III. 1    Kesimpulan

DNA adalah sebuah molekul panjang yang menyerupai tali, biasanya terdiri dari dua utas, saling membelit membentuk heliks ganda (double helix). Setiap utas terdiri dari nukleotida-nukleotida yang tergabung membentuk rantai polinukleotida.

Untuk memperbanyak dirinya, DNA melakukan suatu proses yang disebut replikasi. Replikasi dapat dikatakan merupakan reaksi kimia yang memungkinkan senyawa kimia dapat membentuk dirinya untuk menghasilkan senyawa baru yang mirip dengan dirinya. Replikasi DNA mengikuti pola semi konservatif yang sintesisnya dimulai dari titik ori dan arah pertumbuhannya ialah 5’ à 3’

Perpindahan gen yang dilakuakan bakteri melalui tiga cara, yaitu : konjugasi, transformasi, dan transduksi. Konjugasi merupakan proses perpindahan gen bakteri melalui kontak antar selnya. Transformasi merupakan proses perpindahan gen bakteri melalui sel bebas. Transduksi merupakan proses perpindahan gen dari suatu bakteri ke bakteri lain dengan bantuan bakteriofage.

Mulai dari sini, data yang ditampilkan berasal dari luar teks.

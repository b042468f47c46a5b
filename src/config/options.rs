// src/config/options.rs
use std::fs;
use std::num::NonZeroUsize;
use std::path::Path;

use serde::{Deserialize, Serialize};

use super::consts::*;
use crate::error::{Error, Result};
use crate::filter::FilterCriteria;
use crate::paginate::PageSize;
use crate::record::Field;
use crate::sort::SortDirection;
use crate::stats::StatementWeights;

/// Everything a front end may tune. All fields optional in the TOML file.
///
/// ```toml
/// table_page_size = 25          # or "all"
/// sort_key = "credibility"
/// sort_direction = "desc"
/// delimiter = ";"
///
/// [weights]
/// truncated_weight = 25.0
///
/// [filters]
/// min_statements = 5
/// ```
#[derive(Clone, Debug, PartialEq, Serialize, Deserialize)]
#[serde(default, deny_unknown_fields)]
pub struct DashboardOptions {
    pub table_page_size: PageSize,
    pub top_page_size: PageSize,
    pub page_window: usize,
    pub sort_key: Field,
    pub sort_direction: SortDirection,
    /// `None` = detect from the header line.
    pub delimiter: Option<char>,
    pub weights: StatementWeights,
    /// Applied right after load.
    pub filters: FilterCriteria,
}

fn page(n: usize) -> PageSize {
    NonZeroUsize::new(n).map_or(PageSize::All, PageSize::Fixed)
}

impl Default for DashboardOptions {
    fn default() -> Self {
        Self {
            table_page_size: page(DEFAULT_PAGE_SIZE),
            top_page_size: page(DEFAULT_TOP_PAGE_SIZE),
            page_window: PAGE_WINDOW_WIDTH,
            sort_key: Field::Credibility,
            sort_direction: SortDirection::Descending,
            delimiter: None,
            weights: StatementWeights::default(),
            filters: FilterCriteria::default(),
        }
    }
}

impl DashboardOptions {
    /// Read options from TOML. A missing file is not an error: defaults apply.
    pub fn load(path: &Path) -> Result<Self> {
        if !path.exists() {
            logd!("config: {} not found, using defaults", path.display());
            return Ok(Self::default());
        }
        let text = fs::read_to_string(path)?;
        let opts = Self::from_toml(&text)?;
        logf!("config: loaded {}", path.display());
        Ok(opts)
    }

    pub fn from_toml(text: &str) -> Result<Self> {
        let opts: Self = toml::from_str(text)?;
        opts.delimiter_byte()?;
        opts.filters.validate()?;
        Ok(opts)
    }

    /// The configured delimiter as a byte; only single-byte (ASCII) delimiters work.
    pub fn delimiter_byte(&self) -> Result<Option<u8>> {
        match self.delimiter {
            None => Ok(None),
            Some(c) if c.is_ascii() && c != '"' && c != '\n' && c != '\r' => Ok(Some(c as u8)),
            Some(c) => Err(Error::Config(format!("unsupported delimiter {c:?}"))),
        }
    }
}

#[derive(Clone, Copy, Debug, Default, PartialEq, Eq, Serialize, Deserialize)]
#[serde(rename_all = "lowercase")]
pub enum ExportFormat {
    #[default]
    Csv,
    Tsv,
}

impl ExportFormat {
    pub fn ext(self) -> &'static str {
        match self { ExportFormat::Csv => "csv", ExportFormat::Tsv => "tsv" }
    }
    pub fn delim(self) -> u8 {
        match self { ExportFormat::Csv => b',', ExportFormat::Tsv => b'\t' }
    }
}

Mutagenesis merupakan suatu teknik untuk menciptakan mutasi yang meliputi lima tahap/proses. Mutagen adalah bahan yang menyebabkan terjadinya mutasi. Mutagen terbagi menjadi tiga : mutagen bahan kimia, mutagen bahan fisika, dan mutagen bahan biologi.

DNA rekombinan adalah DNA yang telah mengalami proses rekombinasi atau penyusunan kembali. Proses ini diawali oleh terpotongnya struktur DNA oleh enzim restriksi endonuklease kemudian potongan DNA tersebut disisipkan pada DNA resipien dan digabungkan kembali oleh enzim lipase.

DAFTAR PUSTAKA

Pelczar J. Michael, Jr. Dasar-dasar mikrobiologi. 1986. Jakarta: Penerbit Universitas Indonesia.

Staff Pengajar Fakultas Kedokteran Universitas Indonesia. Mikrobiologi Kedokteran. 1993. Jakarta : Binarupa Aksara.

Anonim. http//:wikipedia.com/genetika bakteri/. 12 Maret 2010. Pk. 15.00.

Anonim. http//:google.com/genetika bakteri dan virus/. 12 Maret 2010. Pk. 16.30.